(Stored data)
☆ ☆ ☆ ☆
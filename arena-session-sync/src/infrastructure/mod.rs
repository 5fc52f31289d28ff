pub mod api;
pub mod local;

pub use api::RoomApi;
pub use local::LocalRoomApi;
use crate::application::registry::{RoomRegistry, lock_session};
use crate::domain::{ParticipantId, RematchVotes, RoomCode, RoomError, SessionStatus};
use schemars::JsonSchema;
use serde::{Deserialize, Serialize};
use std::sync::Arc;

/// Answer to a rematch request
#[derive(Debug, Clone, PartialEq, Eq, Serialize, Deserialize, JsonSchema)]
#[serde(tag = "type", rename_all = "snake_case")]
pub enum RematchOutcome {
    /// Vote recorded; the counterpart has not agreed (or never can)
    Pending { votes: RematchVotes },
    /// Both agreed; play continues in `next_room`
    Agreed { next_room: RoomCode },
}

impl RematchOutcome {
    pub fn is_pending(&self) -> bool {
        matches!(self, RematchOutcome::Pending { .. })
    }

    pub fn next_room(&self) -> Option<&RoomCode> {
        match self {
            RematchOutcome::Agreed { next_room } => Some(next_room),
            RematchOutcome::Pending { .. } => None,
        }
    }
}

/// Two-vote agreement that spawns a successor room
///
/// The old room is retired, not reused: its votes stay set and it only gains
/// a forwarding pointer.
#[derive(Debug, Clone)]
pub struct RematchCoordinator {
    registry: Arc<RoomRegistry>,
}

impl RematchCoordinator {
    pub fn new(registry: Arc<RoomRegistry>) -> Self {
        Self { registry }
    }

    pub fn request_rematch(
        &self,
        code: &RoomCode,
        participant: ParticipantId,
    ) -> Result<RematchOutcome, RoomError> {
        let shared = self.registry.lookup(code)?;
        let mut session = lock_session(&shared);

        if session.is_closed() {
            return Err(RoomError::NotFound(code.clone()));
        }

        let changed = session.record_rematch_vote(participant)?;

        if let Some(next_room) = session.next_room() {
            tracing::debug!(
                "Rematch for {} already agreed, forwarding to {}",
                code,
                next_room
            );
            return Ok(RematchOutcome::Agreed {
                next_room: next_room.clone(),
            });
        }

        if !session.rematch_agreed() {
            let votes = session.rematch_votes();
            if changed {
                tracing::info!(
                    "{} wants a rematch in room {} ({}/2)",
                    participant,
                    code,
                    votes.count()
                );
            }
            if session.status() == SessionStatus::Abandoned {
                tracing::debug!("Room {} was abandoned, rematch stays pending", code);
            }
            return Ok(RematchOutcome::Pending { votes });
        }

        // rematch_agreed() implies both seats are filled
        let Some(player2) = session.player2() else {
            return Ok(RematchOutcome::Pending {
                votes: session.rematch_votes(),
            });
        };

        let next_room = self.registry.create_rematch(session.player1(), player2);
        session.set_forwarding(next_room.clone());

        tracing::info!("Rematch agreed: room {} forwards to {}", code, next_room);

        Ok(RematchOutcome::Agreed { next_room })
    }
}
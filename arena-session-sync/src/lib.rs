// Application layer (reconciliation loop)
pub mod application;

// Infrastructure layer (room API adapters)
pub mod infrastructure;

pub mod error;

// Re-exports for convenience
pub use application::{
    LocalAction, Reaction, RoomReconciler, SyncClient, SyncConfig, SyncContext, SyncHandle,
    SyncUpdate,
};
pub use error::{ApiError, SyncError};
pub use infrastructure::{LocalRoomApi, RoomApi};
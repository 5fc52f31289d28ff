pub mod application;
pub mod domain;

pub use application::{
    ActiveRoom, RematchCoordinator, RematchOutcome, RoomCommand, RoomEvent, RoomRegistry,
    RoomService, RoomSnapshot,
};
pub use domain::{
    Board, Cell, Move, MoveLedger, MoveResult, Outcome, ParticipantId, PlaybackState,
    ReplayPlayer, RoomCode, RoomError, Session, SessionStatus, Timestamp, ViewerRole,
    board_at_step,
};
☆ ☆ ☆ ☆
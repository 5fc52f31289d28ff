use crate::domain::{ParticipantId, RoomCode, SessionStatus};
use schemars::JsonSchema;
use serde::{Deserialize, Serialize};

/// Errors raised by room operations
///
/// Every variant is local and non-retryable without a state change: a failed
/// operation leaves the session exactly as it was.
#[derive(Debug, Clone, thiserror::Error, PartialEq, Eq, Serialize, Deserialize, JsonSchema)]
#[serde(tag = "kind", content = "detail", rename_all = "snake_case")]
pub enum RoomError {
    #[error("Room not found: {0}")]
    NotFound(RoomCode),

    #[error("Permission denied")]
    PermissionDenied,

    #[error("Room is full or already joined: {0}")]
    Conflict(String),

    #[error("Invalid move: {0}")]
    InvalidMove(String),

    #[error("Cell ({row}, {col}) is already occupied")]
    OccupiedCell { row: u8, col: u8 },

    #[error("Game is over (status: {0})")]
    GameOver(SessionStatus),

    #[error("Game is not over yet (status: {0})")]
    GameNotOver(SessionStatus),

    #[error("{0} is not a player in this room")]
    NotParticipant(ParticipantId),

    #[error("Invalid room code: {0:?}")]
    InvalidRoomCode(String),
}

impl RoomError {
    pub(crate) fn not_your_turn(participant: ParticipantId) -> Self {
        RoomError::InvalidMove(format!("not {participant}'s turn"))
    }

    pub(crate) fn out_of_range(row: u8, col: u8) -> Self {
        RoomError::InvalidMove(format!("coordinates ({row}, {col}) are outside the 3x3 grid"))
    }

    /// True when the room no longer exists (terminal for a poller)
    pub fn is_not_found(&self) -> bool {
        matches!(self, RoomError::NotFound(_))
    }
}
☆ ☆ ☆ ☆
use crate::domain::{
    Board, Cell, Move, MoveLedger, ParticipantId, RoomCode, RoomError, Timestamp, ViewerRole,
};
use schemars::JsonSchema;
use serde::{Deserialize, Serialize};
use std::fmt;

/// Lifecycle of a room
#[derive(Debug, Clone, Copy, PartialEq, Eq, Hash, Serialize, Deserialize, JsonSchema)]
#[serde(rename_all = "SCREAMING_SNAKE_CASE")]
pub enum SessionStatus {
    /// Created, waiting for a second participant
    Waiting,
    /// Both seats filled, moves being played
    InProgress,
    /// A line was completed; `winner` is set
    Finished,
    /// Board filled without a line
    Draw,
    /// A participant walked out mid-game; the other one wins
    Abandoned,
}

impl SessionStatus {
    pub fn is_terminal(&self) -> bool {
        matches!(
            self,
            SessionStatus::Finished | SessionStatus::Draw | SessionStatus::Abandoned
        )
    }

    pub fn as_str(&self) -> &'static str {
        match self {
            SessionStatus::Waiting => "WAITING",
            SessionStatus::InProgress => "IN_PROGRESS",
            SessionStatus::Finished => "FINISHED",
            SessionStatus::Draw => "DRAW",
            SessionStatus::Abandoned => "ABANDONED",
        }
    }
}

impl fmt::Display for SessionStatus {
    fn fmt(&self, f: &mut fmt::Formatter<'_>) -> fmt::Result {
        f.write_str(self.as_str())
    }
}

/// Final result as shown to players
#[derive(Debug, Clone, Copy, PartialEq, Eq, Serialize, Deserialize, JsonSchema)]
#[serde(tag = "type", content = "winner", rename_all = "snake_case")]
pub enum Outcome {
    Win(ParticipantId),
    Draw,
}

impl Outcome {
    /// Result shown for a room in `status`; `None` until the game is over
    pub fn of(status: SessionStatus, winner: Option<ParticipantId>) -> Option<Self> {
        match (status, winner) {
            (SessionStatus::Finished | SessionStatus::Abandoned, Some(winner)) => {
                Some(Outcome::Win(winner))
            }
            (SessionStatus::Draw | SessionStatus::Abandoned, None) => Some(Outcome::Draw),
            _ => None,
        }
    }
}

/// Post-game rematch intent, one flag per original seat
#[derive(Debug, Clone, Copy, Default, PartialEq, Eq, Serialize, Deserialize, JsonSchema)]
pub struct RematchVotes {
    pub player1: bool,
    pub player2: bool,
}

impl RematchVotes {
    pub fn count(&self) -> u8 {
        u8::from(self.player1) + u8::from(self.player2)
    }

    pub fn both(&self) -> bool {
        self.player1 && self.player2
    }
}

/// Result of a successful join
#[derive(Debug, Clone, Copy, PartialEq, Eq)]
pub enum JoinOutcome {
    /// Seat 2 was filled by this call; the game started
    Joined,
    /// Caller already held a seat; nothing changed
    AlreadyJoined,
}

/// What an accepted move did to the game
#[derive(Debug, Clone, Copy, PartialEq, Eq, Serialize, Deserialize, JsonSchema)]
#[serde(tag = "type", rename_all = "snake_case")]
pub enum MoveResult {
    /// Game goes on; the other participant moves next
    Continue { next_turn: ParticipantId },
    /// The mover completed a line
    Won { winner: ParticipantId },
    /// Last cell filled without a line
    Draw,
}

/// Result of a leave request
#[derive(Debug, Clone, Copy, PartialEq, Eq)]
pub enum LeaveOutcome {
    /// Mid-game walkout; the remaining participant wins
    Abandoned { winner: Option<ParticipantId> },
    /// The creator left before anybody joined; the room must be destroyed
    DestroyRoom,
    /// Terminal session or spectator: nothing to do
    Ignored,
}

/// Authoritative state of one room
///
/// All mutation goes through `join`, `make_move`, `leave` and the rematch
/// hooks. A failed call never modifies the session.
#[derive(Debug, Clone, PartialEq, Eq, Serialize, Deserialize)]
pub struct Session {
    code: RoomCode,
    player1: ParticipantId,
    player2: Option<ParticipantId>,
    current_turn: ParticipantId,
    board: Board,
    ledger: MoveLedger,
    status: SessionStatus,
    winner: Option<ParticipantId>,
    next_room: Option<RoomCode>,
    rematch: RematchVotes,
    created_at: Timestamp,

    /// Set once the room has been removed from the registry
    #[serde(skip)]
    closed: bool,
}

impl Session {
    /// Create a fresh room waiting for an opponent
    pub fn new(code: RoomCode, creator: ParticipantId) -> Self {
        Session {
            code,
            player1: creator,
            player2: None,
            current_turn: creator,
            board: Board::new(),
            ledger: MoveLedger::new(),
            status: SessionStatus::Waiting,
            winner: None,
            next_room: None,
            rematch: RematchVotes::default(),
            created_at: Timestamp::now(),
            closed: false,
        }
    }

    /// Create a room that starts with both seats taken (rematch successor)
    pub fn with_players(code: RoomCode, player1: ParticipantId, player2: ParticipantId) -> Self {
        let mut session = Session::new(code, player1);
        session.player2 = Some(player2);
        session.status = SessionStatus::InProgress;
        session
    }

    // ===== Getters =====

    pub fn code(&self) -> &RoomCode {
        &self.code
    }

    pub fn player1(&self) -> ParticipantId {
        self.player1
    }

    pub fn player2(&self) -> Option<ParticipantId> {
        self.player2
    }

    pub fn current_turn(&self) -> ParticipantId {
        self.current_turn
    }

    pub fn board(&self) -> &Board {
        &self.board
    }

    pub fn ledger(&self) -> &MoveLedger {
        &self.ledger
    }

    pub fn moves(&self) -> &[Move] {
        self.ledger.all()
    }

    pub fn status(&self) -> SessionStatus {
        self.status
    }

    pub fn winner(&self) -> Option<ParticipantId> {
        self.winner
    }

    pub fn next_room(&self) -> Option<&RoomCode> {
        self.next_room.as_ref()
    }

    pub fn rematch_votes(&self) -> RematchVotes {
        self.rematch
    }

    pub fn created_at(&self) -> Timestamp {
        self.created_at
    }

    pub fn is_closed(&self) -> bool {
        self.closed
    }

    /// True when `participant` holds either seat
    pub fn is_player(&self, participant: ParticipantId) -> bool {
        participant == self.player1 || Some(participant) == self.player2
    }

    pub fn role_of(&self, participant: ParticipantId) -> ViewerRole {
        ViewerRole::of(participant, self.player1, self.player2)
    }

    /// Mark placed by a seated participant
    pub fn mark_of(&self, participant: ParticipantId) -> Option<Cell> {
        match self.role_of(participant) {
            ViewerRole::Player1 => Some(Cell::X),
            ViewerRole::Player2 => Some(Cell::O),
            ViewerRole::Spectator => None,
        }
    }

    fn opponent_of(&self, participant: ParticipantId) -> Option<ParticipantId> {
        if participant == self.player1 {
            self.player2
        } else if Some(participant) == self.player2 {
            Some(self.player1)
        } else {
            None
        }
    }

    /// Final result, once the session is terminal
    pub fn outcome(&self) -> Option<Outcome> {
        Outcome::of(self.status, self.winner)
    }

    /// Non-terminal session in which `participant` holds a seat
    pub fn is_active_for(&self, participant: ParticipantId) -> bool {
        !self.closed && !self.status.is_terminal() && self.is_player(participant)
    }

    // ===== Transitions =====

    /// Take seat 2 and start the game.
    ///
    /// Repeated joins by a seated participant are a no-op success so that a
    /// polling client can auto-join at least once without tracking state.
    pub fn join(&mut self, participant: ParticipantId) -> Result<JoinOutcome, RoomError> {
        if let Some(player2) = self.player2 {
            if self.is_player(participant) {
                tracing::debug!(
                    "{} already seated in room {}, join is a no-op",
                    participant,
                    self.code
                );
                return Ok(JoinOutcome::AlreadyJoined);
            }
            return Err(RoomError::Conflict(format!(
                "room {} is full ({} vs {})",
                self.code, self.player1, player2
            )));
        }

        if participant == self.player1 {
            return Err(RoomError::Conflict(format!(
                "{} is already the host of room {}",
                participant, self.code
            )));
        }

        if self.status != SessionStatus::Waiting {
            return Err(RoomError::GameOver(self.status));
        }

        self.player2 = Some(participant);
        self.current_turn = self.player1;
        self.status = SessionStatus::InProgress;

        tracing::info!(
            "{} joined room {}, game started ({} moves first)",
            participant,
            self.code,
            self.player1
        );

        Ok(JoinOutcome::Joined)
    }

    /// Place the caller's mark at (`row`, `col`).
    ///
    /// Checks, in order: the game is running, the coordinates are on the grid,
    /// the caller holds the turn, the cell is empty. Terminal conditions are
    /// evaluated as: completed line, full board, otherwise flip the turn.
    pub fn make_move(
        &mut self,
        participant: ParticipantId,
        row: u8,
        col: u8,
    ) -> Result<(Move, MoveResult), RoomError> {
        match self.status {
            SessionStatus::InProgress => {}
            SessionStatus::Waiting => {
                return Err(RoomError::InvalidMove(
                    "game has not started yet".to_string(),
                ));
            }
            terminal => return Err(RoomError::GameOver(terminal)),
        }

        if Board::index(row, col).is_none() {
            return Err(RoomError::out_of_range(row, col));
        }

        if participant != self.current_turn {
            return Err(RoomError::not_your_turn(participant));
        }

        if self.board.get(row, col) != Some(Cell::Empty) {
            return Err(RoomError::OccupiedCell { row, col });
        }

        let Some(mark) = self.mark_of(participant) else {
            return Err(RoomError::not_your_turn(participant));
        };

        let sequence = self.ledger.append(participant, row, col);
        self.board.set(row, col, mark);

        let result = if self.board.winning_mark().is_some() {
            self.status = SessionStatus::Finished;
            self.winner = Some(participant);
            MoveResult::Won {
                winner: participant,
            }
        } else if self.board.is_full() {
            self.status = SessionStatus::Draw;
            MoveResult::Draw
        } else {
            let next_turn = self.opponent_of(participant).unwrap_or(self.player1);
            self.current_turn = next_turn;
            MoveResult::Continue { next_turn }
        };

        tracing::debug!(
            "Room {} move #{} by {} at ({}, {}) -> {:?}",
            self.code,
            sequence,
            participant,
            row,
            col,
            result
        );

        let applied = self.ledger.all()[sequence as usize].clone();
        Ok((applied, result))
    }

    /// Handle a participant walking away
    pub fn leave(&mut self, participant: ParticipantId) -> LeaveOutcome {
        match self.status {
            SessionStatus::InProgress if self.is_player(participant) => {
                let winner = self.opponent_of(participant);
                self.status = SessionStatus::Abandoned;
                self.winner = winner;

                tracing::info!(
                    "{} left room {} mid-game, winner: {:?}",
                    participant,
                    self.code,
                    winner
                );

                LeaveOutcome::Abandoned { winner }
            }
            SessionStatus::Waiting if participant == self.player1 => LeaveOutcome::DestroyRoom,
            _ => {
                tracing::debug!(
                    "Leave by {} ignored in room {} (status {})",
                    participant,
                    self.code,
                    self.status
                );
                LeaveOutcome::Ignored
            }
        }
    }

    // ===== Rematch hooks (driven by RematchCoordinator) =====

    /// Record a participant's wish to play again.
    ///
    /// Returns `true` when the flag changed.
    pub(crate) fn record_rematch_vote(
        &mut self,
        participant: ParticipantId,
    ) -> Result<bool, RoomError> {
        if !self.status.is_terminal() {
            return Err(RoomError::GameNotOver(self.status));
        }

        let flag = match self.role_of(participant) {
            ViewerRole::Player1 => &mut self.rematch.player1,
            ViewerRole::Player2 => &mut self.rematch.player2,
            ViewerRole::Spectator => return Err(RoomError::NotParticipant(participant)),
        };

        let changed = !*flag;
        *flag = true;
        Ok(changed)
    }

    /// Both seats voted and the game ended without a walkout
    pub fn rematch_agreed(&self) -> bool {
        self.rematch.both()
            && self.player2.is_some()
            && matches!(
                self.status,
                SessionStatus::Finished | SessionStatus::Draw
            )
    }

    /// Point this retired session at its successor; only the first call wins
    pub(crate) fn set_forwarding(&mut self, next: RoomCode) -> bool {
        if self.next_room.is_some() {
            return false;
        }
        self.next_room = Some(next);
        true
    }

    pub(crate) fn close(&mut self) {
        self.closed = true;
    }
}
☆ ☆ ☆ ☆
■ **Exercise goal**
Reply with nothing but the number of lines in the data above that contain "walkout".

■ **Your solution**
2